Task objective: Transcribe the full listing exactly.

Records shown:

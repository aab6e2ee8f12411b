mod bundles;

pub use bundles::{HiddenInputProps, InputProps, LabelProps, PartProps};

use crate::anatomy::Part;
use pin_input::PinInput;

/// Read-only view that produces prop bundles from a controller's current state.
///
/// Bundles are owned values; re-connect after every event to pick up the new
/// state.
#[derive(Clone, Copy, Debug)]
pub struct PinInputApi<'a> {
    pin: &'a PinInput,
}

pub fn connect(pin: &PinInput) -> PinInputApi<'_> {
    PinInputApi { pin }
}

impl PinInputApi<'_> {
    pub fn value(&self) -> Vec<String> {
        self.pin.value()
    }

    pub fn value_string(&self) -> String {
        self.pin.value_string()
    }

    pub fn is_complete(&self) -> bool {
        self.pin.is_complete()
    }

    pub fn container_props(&self) -> PartProps {
        PartProps {
            part: Part::Container,
        }
    }

    pub fn group_props(&self) -> PartProps {
        PartProps {
            part: Part::InputGroup,
        }
    }

    pub fn label_props(&self) -> LabelProps {
        LabelProps {
            part: Part::Label,
            html_for: self.pin.id().slot_element_id(0),
        }
    }

    pub fn hidden_input_props(&self) -> HiddenInputProps {
        HiddenInputProps {
            part: Part::HiddenInput,
            id: self.pin.id().hidden_element_id(),
            input_type: "hidden",
            name: self.pin.name().map(str::to_string),
            value: self.pin.value_string(),
        }
    }

    /// Props for the slot at `index`, or `None` when the index is outside the
    /// control. Callers rendering a slot list should iterate
    /// [`all_input_props`](Self::all_input_props) instead.
    pub fn input_props(&self, index: usize) -> Option<InputProps> {
        if index >= self.pin.num_of_fields() {
            return None;
        }
        Some(InputProps::new(
            self.pin.id().slot_element_id(index),
            index,
            self.pin.slot_value(index),
        ))
    }

    pub fn all_input_props(&self) -> Vec<InputProps> {
        (0..self.pin.num_of_fields())
            .filter_map(|i| self.input_props(i))
            .collect()
    }
}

Output:
repository aab6e2ee8f12411b
mod bundles;

pub use bundles::{HiddenInputProps, InputProps, LabelProps, PartProps};

use crate::anatomy::Part;
use pin_input::PinInput;

/// Read-only view that produces prop bundles from a controller's current state.
///
/// Bundles are owned values; re-connect after every event to pick up the new
/// state.
#[derive(Clone, Copy, Debug)]
pub struct PinInputApi<'a> {
    pin: &'a PinInput,
}

pub fn connect(pin: &PinInput) -> PinInputApi<'_> {
    PinInputApi { pin }
}

impl PinInputApi<'_> {
    pub fn value(&self) -> Vec<String> {
        self.pin.value()
    }

    pub fn value_string(&self) -> String {
        self.pin.value_string()
    }

    pub fn is_complete(&self) -> bool {
        self.pin.is_complete()
    }

    pub fn container_props(&self) -> PartProps {
        PartProps {
            part: Part::Container,
        }
    }

    pub fn group_props(&self) -> PartProps {
        PartProps {
            part: Part::InputGroup,
        }
    }

    pub fn label_props(&self) -> LabelProps {
        LabelProps {
            part: Part::Label,
            html_for: self.pin.id().slot_element_id(0),
        }
    }

    pub fn hidden_input_props(&self) -> HiddenInputProps {
        HiddenInputProps {
            part: Part::HiddenInput,
            id: self.pin.id().hidden_element_id(),
            input_type: "hidden",
            name: self.pin.name().map(str::to_string),
            value: self.pin.value_string(),
        }
    }

    /// Props for the slot at `index`, or `None` when the index is outside the
    /// control. Callers rendering a slot list should iterate
    /// [`all_input_props`](Self::all_input_props) instead.
    pub fn input_props(&self, index: usize) -> Option<InputProps> {
        if index >= self.pin.num_of_fields() {
            return None;
        }
        Some(InputProps::new(
            self.pin.id().slot_element_id(index),
            index,
            self.pin.slot_value(index),
        ))
    }

    pub fn all_input_props(&self) -> Vec<InputProps> {
        (0..self.pin.num_of_fields())
            .filter_map(|i| self.input_props(i))
            .collect()
    }
}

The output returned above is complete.